■ **Aim of the task**
For this exercise, copy each line of the records that contains the word "filename".

[Data records]
__________________________________________________
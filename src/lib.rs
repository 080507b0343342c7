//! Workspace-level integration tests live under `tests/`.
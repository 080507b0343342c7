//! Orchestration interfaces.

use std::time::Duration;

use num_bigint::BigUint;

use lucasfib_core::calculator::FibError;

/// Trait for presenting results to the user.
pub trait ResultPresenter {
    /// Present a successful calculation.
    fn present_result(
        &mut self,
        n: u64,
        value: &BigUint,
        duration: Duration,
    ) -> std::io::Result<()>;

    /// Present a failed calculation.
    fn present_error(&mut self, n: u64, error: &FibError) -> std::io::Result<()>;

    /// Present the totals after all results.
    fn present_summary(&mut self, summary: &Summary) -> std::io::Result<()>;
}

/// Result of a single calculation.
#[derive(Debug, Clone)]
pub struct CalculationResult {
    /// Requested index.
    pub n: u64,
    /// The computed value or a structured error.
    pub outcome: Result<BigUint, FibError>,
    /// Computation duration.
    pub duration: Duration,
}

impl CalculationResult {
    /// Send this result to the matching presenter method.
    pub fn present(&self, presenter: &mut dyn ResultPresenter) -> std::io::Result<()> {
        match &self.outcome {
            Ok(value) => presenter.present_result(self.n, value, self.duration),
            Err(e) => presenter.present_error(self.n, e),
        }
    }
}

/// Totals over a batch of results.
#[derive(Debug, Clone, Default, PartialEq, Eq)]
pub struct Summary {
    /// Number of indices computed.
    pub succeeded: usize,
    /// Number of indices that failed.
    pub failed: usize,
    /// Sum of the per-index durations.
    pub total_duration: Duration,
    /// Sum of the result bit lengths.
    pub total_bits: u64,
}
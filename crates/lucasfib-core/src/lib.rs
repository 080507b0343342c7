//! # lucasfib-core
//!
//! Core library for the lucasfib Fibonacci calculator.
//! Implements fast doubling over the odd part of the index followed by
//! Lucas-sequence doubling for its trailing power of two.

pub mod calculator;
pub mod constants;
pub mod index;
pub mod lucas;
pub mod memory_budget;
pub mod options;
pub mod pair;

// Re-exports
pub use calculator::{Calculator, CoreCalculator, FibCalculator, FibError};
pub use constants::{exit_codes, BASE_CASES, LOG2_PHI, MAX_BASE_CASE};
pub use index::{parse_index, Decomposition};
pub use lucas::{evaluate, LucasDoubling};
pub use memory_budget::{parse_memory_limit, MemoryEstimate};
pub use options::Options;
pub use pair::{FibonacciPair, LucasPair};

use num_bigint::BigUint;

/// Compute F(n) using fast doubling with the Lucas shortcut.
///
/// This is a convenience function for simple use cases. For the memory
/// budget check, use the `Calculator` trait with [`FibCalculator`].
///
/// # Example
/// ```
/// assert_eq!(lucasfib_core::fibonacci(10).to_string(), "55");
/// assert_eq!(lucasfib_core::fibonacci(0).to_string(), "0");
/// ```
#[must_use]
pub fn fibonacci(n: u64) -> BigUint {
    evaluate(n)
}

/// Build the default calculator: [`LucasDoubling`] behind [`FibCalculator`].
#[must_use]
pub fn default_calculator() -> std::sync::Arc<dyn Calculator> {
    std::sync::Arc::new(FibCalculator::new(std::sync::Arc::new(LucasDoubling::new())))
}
__________________________________________________
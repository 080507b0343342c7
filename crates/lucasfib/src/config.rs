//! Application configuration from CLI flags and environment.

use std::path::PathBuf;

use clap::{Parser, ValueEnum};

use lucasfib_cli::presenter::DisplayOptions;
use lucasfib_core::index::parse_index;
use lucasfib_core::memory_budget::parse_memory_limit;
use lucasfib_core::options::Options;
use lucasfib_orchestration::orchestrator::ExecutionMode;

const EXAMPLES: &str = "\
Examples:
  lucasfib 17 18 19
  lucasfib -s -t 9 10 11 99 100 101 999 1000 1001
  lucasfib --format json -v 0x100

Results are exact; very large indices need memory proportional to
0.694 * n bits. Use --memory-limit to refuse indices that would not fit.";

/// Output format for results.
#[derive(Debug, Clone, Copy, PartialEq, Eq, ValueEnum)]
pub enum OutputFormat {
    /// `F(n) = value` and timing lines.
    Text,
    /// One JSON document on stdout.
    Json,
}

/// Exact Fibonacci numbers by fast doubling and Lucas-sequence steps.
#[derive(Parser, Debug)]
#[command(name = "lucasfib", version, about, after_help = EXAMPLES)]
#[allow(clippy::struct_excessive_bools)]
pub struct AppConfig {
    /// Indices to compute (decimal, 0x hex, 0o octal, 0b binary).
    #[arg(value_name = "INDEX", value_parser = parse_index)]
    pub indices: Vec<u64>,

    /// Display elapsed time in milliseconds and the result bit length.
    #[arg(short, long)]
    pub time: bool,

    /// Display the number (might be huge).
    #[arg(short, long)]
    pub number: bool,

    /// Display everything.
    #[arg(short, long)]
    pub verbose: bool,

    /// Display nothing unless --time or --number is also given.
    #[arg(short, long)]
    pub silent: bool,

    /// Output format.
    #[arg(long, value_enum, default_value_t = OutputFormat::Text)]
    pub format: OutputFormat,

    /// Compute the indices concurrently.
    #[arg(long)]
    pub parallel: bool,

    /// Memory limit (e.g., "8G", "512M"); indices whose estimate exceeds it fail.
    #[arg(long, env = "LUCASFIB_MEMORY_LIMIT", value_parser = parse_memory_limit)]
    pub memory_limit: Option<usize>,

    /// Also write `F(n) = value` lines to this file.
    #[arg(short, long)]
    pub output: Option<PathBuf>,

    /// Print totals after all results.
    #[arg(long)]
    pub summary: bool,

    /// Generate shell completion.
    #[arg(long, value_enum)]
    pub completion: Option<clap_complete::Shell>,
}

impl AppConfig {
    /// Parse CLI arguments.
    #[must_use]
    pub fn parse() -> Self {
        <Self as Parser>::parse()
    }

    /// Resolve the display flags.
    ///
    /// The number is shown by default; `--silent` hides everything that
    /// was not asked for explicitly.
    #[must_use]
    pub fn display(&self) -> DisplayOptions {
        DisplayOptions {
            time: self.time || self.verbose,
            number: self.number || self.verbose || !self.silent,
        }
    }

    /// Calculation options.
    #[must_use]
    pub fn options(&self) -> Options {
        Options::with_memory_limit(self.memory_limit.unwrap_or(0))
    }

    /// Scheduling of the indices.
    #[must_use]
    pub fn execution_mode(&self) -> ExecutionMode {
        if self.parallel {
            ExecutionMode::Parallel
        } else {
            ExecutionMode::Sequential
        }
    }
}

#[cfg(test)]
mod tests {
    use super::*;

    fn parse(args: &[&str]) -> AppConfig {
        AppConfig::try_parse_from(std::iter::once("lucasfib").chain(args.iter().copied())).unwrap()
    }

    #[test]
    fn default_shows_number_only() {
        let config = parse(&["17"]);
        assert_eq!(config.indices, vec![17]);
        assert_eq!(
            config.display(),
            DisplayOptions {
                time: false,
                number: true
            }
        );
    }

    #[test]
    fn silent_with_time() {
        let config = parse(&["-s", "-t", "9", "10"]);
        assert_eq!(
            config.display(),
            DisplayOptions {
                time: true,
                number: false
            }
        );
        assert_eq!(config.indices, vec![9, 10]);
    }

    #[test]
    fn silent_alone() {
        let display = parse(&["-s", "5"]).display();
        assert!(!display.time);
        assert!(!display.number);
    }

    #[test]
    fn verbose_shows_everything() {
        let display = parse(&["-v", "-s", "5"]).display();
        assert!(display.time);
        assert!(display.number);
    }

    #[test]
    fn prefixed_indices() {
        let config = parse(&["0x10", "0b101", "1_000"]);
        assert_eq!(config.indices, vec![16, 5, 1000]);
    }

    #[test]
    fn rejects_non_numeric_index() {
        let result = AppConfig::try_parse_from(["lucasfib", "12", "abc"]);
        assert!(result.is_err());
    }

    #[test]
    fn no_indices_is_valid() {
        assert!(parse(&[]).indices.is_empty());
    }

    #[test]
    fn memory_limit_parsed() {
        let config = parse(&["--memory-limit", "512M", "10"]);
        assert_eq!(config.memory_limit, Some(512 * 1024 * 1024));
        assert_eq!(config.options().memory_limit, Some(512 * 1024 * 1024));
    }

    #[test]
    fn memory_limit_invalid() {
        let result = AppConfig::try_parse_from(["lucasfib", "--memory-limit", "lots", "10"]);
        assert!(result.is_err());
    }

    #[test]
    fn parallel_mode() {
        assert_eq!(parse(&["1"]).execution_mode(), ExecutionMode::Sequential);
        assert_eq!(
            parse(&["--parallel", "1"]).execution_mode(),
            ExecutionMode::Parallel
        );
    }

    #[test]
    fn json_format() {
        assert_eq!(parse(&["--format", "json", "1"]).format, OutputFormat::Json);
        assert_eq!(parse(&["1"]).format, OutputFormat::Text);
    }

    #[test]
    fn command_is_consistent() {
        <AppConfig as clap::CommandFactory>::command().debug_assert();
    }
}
__________________________________________________
■ **Output below**
filename src/lib.rs
filename crates/lucasfib-core/src/lib.rs
filename crates/lucasfib/src/config.rs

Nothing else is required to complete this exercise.